The purpose of this section is provide a start on the analysis of the closed-loop dynamics of the ball on beam system. You can use this as a start on some exercises intended to introduce and reinforce key concepts of feedback control and the dynamics of second order systems.

The starting point is the model derived above for the ball on beam system

\begin{align} \frac{dx}{dt} & = v(t) \\ \frac{dv}{dt} & = - K_b \sin(u(t)) \end{align}where the beam angle, $u(t)$, is given by a proportional derivative feedback rule where

$$u(t) = K_p (x(t) - x_{SP}) + K_d v(t)$$The first step of the analysis is to linearize the model for small values of the beam angle. By the Taylor series expansion for $\sin(u(t))$,

$$\sin(u) = u - \frac{u^3}{6} + \frac{u^5}{120} + \cdots $$For small values of $u(t)$, and replacing every instance of ball velocity $v(t)$ by $\frac{dx}{dt}$ (including inside of the derivative $\frac{dv}{dt}$), we get

$$ \frac{d^2x}{dt^2} = K_{b} u$$where

$$u(t) = K_p (x(t) - x_{SP}) + K_d \frac{dx}{dt}$$After some rearrangements, an equation for the closed-loop dynamics of the ball on beam system is given by

$$\frac{d^2x}{dt^2} + K_b K_d\frac{dx}{dt} + \ K_b K_p x = K_b K_p x_{sp}$$Use this last model in the following exercises.

- Adjust the setpoint to 1.0 (i.e, the very tip of beam).
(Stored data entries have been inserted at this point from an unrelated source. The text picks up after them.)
//! Application service — launchable publishing use-case.
//!
//! Imports only from `crate::domain` and `crate::application::ports`.
//! Confirmation is the caller's job, between `prepare` and `submit`.

use anyhow::{Result, bail};
use tracing::{debug, info};

use crate::application::ports::{BrevCredentials, CredentialStore, LaunchableApi};
use crate::domain::error::PublishError;
use crate::domain::launchable::{self, LaunchableRequest};
use crate::domain::project::Project;
use crate::domain::workspace::BrevWorkspace;

/// Stand-in for the organisation id in a dry run without credentials.
pub const ORG_PLACEHOLDER: &str = "<org-id>";

/// A request ready to send.
#[derive(Debug, Clone)]
pub struct PublishPlan {
    pub url: String,
    pub request: LaunchableRequest,
    credentials: Option<BrevCredentials>,
}

/// A created launchable.
#[derive(Debug, Clone, PartialEq, Eq)]
pub struct Published {
    pub id: String,
    pub deploy_link: String,
}

/// Build the request and resolve the endpoint.
///
/// A dry run tolerates missing credentials and fills the organisation id
/// with [`ORG_PLACEHOLDER`].
///
/// # Errors
///
/// Returns `PublishError::MissingCredentials` (outside a dry run) or an
/// error if the stored credentials are unreadable.
pub fn prepare(
    store: &impl CredentialStore,
    api: &impl LaunchableApi,
    project: &Project,
    workspace: &BrevWorkspace,
    dry_run: bool,
) -> Result<PublishPlan> {
    let credentials = if dry_run {
        store.load().ok()
    } else {
        Some(store.load()?)
    };
    let org_id = credentials
        .as_ref()
        .map_or(ORG_PLACEHOLDER, |c| c.org_id.as_str());
    Ok(PublishPlan {
        url: launchable::endpoint(&api.api_base(), org_id),
        request: launchable::build_request(project, workspace),
        credentials,
    })
}

/// Send a prepared request.
///
/// # Errors
///
/// Returns `PublishError::Rejected` when the API refuses the request or
/// answers without a launchable id.
pub fn submit(api: &impl LaunchableApi, plan: &PublishPlan) -> Result<Published> {
    let Some(credentials) = &plan.credentials else {
        bail!("cannot submit a plan prepared without credentials");
    };
    debug!(url = %plan.url, "creating launchable");
    let created = api.create(&plan.url, &credentials.access_token, &plan.request)?;
    if created.id.is_empty() {
        return Err(PublishError::Rejected("response did not include a launchable id".into()).into());
    }
    info!(id = %created.id, "launchable created");
    Ok(Published {
        deploy_link: launchable::deploy_link(&created.id),
        id: created.id,
    })
}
Adjust the control parameters so that ball settles on the setpoint without falling off the end of the beam.
- Using the approximate linear model for the closed-loop dynamics, consider the case of proportinal only control (i.e, $K_d = 0$). Perform a simulation. Use the model to predict the frequency of oscillation that you observe, and compare to your simulation results.
- Predict the frequency of oscillation, and verify your results by simulation.
- Critical damping correponds to the smallest value of $K_d$ with no overshoot. Use the approximate linear model, and derive and expression for $K_d$ that, for given values of $K_b$ and $K_p$, results in critical damping. Verify your results by simulation.
- Choose values for $K_p$ and $K_d$ that provide a damping ratio of $0.7$. Consult a standard textbook for a definition of damping ratio. Verify your result by simulation.
- Derive the transfer function from $x_{sp}$ to $x$.